Aim of the exercise » Select every line below containing the word "OperatorId".

Records excerpted from a collection »
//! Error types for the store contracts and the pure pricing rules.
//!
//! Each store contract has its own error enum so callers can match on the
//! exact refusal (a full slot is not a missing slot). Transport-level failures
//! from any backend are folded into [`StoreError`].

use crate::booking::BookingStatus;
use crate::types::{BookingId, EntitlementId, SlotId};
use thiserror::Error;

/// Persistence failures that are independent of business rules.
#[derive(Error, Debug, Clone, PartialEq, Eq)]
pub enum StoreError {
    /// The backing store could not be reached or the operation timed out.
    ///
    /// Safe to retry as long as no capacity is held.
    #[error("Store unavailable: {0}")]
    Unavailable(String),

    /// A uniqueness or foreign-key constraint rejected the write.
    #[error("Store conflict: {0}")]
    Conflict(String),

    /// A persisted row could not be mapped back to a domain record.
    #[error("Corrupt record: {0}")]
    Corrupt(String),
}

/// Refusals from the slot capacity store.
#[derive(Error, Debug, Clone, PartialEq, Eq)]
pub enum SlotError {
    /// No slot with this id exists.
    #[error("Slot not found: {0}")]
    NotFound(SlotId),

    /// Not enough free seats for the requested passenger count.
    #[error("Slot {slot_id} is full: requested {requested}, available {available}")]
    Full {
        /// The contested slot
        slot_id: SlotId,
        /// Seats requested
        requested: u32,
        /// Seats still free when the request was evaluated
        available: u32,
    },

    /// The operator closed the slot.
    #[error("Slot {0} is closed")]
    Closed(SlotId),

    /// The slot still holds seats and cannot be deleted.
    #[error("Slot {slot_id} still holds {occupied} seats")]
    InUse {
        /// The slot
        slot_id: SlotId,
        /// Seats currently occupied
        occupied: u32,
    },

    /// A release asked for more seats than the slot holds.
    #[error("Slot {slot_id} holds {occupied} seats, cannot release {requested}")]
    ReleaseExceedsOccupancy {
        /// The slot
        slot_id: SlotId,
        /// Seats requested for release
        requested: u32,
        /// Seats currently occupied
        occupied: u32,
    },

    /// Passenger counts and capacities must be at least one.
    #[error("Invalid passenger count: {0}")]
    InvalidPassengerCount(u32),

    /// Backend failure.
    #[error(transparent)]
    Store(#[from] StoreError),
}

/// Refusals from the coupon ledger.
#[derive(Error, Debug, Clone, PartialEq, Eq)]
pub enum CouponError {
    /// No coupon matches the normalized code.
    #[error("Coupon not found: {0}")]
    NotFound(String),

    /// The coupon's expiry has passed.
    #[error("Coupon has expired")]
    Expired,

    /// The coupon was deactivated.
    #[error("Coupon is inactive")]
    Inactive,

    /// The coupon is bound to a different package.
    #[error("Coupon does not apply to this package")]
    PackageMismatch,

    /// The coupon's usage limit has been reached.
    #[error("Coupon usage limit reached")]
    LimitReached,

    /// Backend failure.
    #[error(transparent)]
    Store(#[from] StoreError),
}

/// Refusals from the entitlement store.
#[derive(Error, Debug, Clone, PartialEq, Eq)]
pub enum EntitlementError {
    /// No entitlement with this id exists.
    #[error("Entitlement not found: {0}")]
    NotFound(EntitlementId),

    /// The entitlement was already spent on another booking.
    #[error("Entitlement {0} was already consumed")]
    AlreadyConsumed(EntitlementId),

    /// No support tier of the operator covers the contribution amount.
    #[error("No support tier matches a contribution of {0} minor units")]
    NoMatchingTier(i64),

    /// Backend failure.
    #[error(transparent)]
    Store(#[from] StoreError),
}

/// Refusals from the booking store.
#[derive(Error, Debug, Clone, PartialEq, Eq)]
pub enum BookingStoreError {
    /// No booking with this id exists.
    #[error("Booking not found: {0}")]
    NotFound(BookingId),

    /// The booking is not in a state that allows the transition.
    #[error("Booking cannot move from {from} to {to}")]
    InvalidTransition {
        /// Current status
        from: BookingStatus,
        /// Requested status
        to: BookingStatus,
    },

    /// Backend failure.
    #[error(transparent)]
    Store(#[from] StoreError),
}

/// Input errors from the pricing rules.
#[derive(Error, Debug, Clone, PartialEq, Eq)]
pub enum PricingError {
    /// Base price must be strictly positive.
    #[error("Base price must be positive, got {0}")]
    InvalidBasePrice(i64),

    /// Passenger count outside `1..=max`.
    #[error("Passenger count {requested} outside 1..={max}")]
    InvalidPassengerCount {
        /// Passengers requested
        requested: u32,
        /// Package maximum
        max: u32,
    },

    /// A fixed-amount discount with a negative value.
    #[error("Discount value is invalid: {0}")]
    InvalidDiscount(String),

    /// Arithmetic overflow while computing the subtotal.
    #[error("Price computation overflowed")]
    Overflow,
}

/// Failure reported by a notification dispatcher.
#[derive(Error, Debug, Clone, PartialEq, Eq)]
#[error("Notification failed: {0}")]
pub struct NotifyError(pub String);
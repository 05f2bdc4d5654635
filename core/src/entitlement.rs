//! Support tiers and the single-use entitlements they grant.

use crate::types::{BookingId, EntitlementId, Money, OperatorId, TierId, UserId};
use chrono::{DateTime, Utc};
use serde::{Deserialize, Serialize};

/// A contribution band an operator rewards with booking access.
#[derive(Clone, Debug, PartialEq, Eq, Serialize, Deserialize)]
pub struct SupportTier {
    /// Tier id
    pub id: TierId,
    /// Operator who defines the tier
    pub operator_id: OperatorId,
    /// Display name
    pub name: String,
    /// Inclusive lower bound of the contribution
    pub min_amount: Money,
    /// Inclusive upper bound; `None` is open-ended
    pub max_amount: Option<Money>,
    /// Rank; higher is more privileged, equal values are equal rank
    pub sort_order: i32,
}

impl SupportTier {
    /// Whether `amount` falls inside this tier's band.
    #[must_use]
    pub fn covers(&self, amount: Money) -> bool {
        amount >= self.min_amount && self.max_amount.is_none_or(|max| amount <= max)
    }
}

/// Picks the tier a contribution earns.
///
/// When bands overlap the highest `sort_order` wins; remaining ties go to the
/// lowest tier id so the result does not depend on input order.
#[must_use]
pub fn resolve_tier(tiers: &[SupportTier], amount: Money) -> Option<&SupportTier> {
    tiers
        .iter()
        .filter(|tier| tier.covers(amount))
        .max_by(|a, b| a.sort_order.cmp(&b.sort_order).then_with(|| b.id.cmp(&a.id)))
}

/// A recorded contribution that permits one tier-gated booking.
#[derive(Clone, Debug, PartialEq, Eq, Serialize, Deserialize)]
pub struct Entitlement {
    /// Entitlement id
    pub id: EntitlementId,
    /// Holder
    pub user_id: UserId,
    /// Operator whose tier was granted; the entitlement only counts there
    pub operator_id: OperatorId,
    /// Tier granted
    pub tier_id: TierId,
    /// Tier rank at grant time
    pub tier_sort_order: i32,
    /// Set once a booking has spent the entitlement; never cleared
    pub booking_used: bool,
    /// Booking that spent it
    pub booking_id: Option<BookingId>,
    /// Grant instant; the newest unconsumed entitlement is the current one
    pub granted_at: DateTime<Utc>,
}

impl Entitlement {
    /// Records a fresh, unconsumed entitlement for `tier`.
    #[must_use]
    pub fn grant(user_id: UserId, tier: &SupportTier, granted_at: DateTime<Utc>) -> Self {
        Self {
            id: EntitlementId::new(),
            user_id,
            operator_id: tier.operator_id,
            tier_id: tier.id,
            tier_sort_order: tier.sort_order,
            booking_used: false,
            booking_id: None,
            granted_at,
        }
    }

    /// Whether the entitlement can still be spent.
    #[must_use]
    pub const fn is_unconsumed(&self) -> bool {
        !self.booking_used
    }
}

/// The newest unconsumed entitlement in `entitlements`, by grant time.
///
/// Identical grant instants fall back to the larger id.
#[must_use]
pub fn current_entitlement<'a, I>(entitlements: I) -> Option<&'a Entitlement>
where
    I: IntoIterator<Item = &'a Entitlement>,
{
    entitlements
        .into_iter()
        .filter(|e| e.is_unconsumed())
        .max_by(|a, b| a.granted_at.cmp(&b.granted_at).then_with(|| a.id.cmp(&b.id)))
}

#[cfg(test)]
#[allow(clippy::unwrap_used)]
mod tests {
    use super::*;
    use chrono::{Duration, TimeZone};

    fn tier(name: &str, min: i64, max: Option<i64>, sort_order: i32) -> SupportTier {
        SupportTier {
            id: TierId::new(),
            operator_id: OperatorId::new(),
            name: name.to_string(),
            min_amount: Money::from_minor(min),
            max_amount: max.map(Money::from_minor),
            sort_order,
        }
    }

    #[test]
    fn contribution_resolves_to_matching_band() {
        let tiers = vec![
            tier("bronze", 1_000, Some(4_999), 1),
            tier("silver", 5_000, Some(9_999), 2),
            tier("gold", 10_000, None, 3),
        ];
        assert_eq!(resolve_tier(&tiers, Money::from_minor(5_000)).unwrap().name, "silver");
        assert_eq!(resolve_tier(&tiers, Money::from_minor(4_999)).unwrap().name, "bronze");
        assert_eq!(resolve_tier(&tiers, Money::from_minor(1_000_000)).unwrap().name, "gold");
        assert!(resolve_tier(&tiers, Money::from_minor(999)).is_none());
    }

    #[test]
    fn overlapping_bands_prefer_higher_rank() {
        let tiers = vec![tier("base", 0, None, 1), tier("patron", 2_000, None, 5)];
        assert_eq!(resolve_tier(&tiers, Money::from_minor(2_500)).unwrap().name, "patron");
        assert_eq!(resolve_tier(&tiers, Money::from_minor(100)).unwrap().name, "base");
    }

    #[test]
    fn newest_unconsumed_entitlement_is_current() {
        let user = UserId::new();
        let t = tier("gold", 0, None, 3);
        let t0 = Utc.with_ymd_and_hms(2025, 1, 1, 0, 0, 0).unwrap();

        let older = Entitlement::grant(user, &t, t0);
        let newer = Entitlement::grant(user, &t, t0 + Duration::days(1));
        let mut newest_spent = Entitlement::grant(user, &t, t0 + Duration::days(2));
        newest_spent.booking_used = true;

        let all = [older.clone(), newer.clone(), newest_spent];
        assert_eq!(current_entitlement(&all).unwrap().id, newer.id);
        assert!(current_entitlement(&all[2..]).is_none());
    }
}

Answer to this exercise »
use crate::types::{BookingId, EntitlementId, Money, OperatorId, TierId, UserId};
    pub operator_id: OperatorId,
    pub operator_id: OperatorId,
            operator_id: OperatorId::new(),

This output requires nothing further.